# Task to complete
Print every line of the data exactly as shown.

# Records provided
BEGIN

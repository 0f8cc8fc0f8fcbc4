#![allow(dead_code)]

use async_trait::async_trait;
use chrono::{DateTime, Utc};
use paygate::application::gateway::{Gateway, GatewayBuilder};
use paygate::application::lifecycle::PaymentRequest;
use paygate::config::GatewayConfig;
use paygate::domain::merchant::Merchant;
use paygate::domain::policy::Policies;
use paygate::domain::ledger::{EntryType, LedgerEntry, Posting, RecordWrites};
use paygate::domain::ports::{LedgerStore, WebhookTransport};
use paygate::domain::signature;
use paygate::domain::transaction::PaymentMethod;
use paygate::domain::webhook::DeliveryOutcome;
use paygate::error::{PaymentError, Result};
use paygate::infrastructure::in_memory::InMemoryStore;
use rust_decimal::Decimal;
use std::collections::VecDeque;
use std::sync::{Arc, Mutex};

pub const MERCHANT: &str = "MER_1";
pub const SECRET: &str = "mer1-secret";
pub const CALLBACK: &str = "http://merchant.test/callback";

/// Records every POST. Answers with scripted outcomes first, then with
/// `fallback`.
pub struct RecordingTransport {
    pub outcomes: Mutex<VecDeque<DeliveryOutcome>>,
    pub posts: Mutex<Vec<(String, String)>>,
    fallback: DeliveryOutcome,
}

impl RecordingTransport {
    pub fn answering(fallback: DeliveryOutcome) -> Arc<Self> {
        Arc::new(Self {
            outcomes: Mutex::new(VecDeque::new()),
            posts: Mutex::new(Vec::new()),
            fallback,
        })
    }

    pub fn ok() -> Arc<Self> {
        Self::answering(DeliveryOutcome::Delivered {
            status_code: 200,
            body: "ok".to_string(),
        })
    }

    pub fn failing() -> Arc<Self> {
        Self::answering(DeliveryOutcome::Rejected {
            status_code: 500,
            body: "down".to_string(),
        })
    }

    pub fn count(&self) -> usize {
        self.posts.lock().unwrap().len()
    }

    /// Delivered bodies, parsed.
    pub fn bodies(&self) -> Vec<serde_json::Value> {
        self.posts
            .lock()
            .unwrap()
            .iter()
            .map(|(_, body)| serde_json::from_str(body).unwrap())
            .collect()
    }
}

#[async_trait]
impl WebhookTransport for RecordingTransport {
    async fn post(&self, url: &str, body: &str) -> DeliveryOutcome {
        self.posts
            .lock()
            .unwrap()
            .push((url.to_string(), body.to_string()));
        self.outcomes
            .lock()
            .unwrap()
            .pop_front()
            .unwrap_or_else(|| self.fallback.clone())
    }
}

/// Ledger over `store` whose posts fail, either all of them or only one
/// entry type. Reads always delegate.
pub struct BrokenLedger {
    store: InMemoryStore,
    failing: Option<EntryType>,
}

impl BrokenLedger {
    pub fn all(store: &InMemoryStore) -> Arc<Self> {
        Arc::new(Self {
            store: store.clone(),
            failing: None,
        })
    }

    pub fn only(store: &InMemoryStore, entry_type: EntryType) -> Arc<Self> {
        Arc::new(Self {
            store: store.clone(),
            failing: Some(entry_type),
        })
    }
}

#[async_trait]
impl LedgerStore for BrokenLedger {
    async fn post(
        &self,
        posting: Posting,
        writes: RecordWrites,
        now: DateTime<Utc>,
    ) -> Result<LedgerEntry> {
        match self.failing {
            Some(entry_type) if entry_type != posting.entry_type => {
                self.store.post(posting, writes, now).await
            }
            _ => Err(PaymentError::Storage("ledger unavailable".to_string())),
        }
    }

    async fn entries_for_reference(&self, reference_id: &str) -> Result<Vec<LedgerEntry>> {
        self.store.entries_for_reference(reference_id).await
    }

    async fn entries_for_transaction(&self, transaction_id: &str) -> Result<Vec<LedgerEntry>> {
        self.store.entries_for_transaction(transaction_id).await
    }

    async fn entries_for_merchant(&self, merchant_id: &str) -> Result<Vec<LedgerEntry>> {
        self.store.entries_for_merchant(merchant_id).await
    }
}

pub async fn store_with_merchant(callback_url: &str) -> InMemoryStore {
    let store = InMemoryStore::new();
    store
        .register_merchant(Merchant::new(MERCHANT, "Acme", SECRET, callback_url))
        .await;
    store
}

/// Instant delays, deterministic gates, no background sweep.
pub fn builder(store: &InMemoryStore, transport: Arc<RecordingTransport>) -> GatewayBuilder {
    Gateway::builder(GatewayConfig::instant())
        .store(store.clone())
        .transport(transport)
        .policies(Policies::deterministic())
        .sweeper(false)
}

pub async fn gateway() -> (Gateway, InMemoryStore, Arc<RecordingTransport>) {
    let store = store_with_merchant(CALLBACK).await;
    let transport = RecordingTransport::ok();
    let gateway = builder(&store, transport.clone()).start().unwrap();
    (gateway, store, transport)
}

pub fn payment(order_id: &str, amount: Decimal) -> PaymentRequest {
    PaymentRequest {
        merchant_id: MERCHANT.to_string(),
        order_id: order_id.to_string(),
        amount,
        currency: Some("INR".to_string()),
        payment_method: PaymentMethod::Upi,
        description: None,
        idempotency_key: None,
        signature: None,
    }
}

pub fn signed(mut request: PaymentRequest) -> PaymentRequest {
    let currency = request.currency.clone().unwrap_or_else(|| "INR".to_string());
    request.signature = Some(
        signature::sign(
            &request.merchant_id,
            &request.order_id,
            request.amount,
            &currency,
            SECRET,
        )
        .unwrap(),
    );
    request
}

END

# Answer for this exercise
repository 0f8cc8fc0f8fcbc4
#![allow(dead_code)]

use async_trait::async_trait;
use chrono::{DateTime, Utc};
use paygate::application::gateway::{Gateway, GatewayBuilder};
use paygate::application::lifecycle::PaymentRequest;
use paygate::config::GatewayConfig;
use paygate::domain::merchant::Merchant;
use paygate::domain::policy::Policies;
use paygate::domain::ledger::{EntryType, LedgerEntry, Posting, RecordWrites};
use paygate::domain::ports::{LedgerStore, WebhookTransport};
use paygate::domain::signature;
use paygate::domain::transaction::PaymentMethod;
use paygate::domain::webhook::DeliveryOutcome;
use paygate::error::{PaymentError, Result};
use paygate::infrastructure::in_memory::InMemoryStore;
use rust_decimal::Decimal;
use std::collections::VecDeque;
use std::sync::{Arc, Mutex};

pub const MERCHANT: &str = "MER_1";
pub const SECRET: &str = "mer1-secret";
pub const CALLBACK: &str = "http://merchant.test/callback";

/// Records every POST. Answers with scripted outcomes first, then with
/// `fallback`.
pub struct RecordingTransport {
    pub outcomes: Mutex<VecDeque<DeliveryOutcome>>,
    pub posts: Mutex<Vec<(String, String)>>,
    fallback: DeliveryOutcome,
}

impl RecordingTransport {
    pub fn answering(fallback: DeliveryOutcome) -> Arc<Self> {
        Arc::new(Self {
            outcomes: Mutex::new(VecDeque::new()),
            posts: Mutex::new(Vec::new()),
            fallback,
        })
    }

    pub fn ok() -> Arc<Self> {
        Self::answering(DeliveryOutcome::Delivered {
            status_code: 200,
            body: "ok".to_string(),
        })
    }

    pub fn failing() -> Arc<Self> {
        Self::answering(DeliveryOutcome::Rejected {
            status_code: 500,
            body: "down".to_string(),
        })
    }

    pub fn count(&self) -> usize {
        self.posts.lock().unwrap().len()
    }

    /// Delivered bodies, parsed.
    pub fn bodies(&self) -> Vec<serde_json::Value> {
        self.posts
            .lock()
            .unwrap()
            .iter()
            .map(|(_, body)| serde_json::from_str(body).unwrap())
            .collect()
    }
}

#[async_trait]
impl WebhookTransport for RecordingTransport {
    async fn post(&self, url: &str, body: &str) -> DeliveryOutcome {
        self.posts
            .lock()
            .unwrap()
            .push((url.to_string(), body.to_string()));
        self.outcomes
            .lock()
            .unwrap()
            .pop_front()
            .unwrap_or_else(|| self.fallback.clone())
    }
}

/// Ledger over `store` whose posts fail, either all of them or only one
/// entry type. Reads always delegate.
pub struct BrokenLedger {
    store: InMemoryStore,
    failing: Option<EntryType>,
}

impl BrokenLedger {
    pub fn all(store: &InMemoryStore) -> Arc<Self> {
        Arc::new(Self {
            store: store.clone(),
            failing: None,
        })
    }

    pub fn only(store: &InMemoryStore, entry_type: EntryType) -> Arc<Self> {
        Arc::new(Self {
            store: store.clone(),
            failing: Some(entry_type),
        })
    }
}

#[async_trait]
impl LedgerStore for BrokenLedger {
    async fn post(
        &self,
        posting: Posting,
        writes: RecordWrites,
        now: DateTime<Utc>,
    ) -> Result<LedgerEntry> {
        match self.failing {
            Some(entry_type) if entry_type != posting.entry_type => {
                self.store.post(posting, writes, now).await
            }
            _ => Err(PaymentError::Storage("ledger unavailable".to_string())),
        }
    }

    async fn entries_for_reference(&self, reference_id: &str) -> Result<Vec<LedgerEntry>> {
        self.store.entries_for_reference(reference_id).await
    }

    async fn entries_for_transaction(&self, transaction_id: &str) -> Result<Vec<LedgerEntry>> {
        self.store.entries_for_transaction(transaction_id).await
    }

    async fn entries_for_merchant(&self, merchant_id: &str) -> Result<Vec<LedgerEntry>> {
        self.store.entries_for_merchant(merchant_id).await
    }
}

pub async fn store_with_merchant(callback_url: &str) -> InMemoryStore {
    let store = InMemoryStore::new();
    store
        .register_merchant(Merchant::new(MERCHANT, "Acme", SECRET, callback_url))
        .await;
    store
}

/// Instant delays, deterministic gates, no background sweep.
pub fn builder(store: &InMemoryStore, transport: Arc<RecordingTransport>) -> GatewayBuilder {
    Gateway::builder(GatewayConfig::instant())
        .store(store.clone())
        .transport(transport)
        .policies(Policies::deterministic())
        .sweeper(false)
}

pub async fn gateway() -> (Gateway, InMemoryStore, Arc<RecordingTransport>) {
    let store = store_with_merchant(CALLBACK).await;
    let transport = RecordingTransport::ok();
    let gateway = builder(&store, transport.clone()).start().unwrap();
    (gateway, store, transport)
}

pub fn payment(order_id: &str, amount: Decimal) -> PaymentRequest {
    PaymentRequest {
        merchant_id: MERCHANT.to_string(),
        order_id: order_id.to_string(),
        amount,
        currency: Some("INR".to_string()),
        payment_method: PaymentMethod::Upi,
        description: None,
        idempotency_key: None,
        signature: None,
    }
}

pub fn signed(mut request: PaymentRequest) -> PaymentRequest {
    let currency = request.currency.clone().unwrap_or_else(|| "INR".to_string());
    request.signature = Some(
        signature::sign(
            &request.merchant_id,
            &request.order_id,
            request.amount,
            &currency,
            SECRET,
        )
        .unwrap(),
    );
    request
}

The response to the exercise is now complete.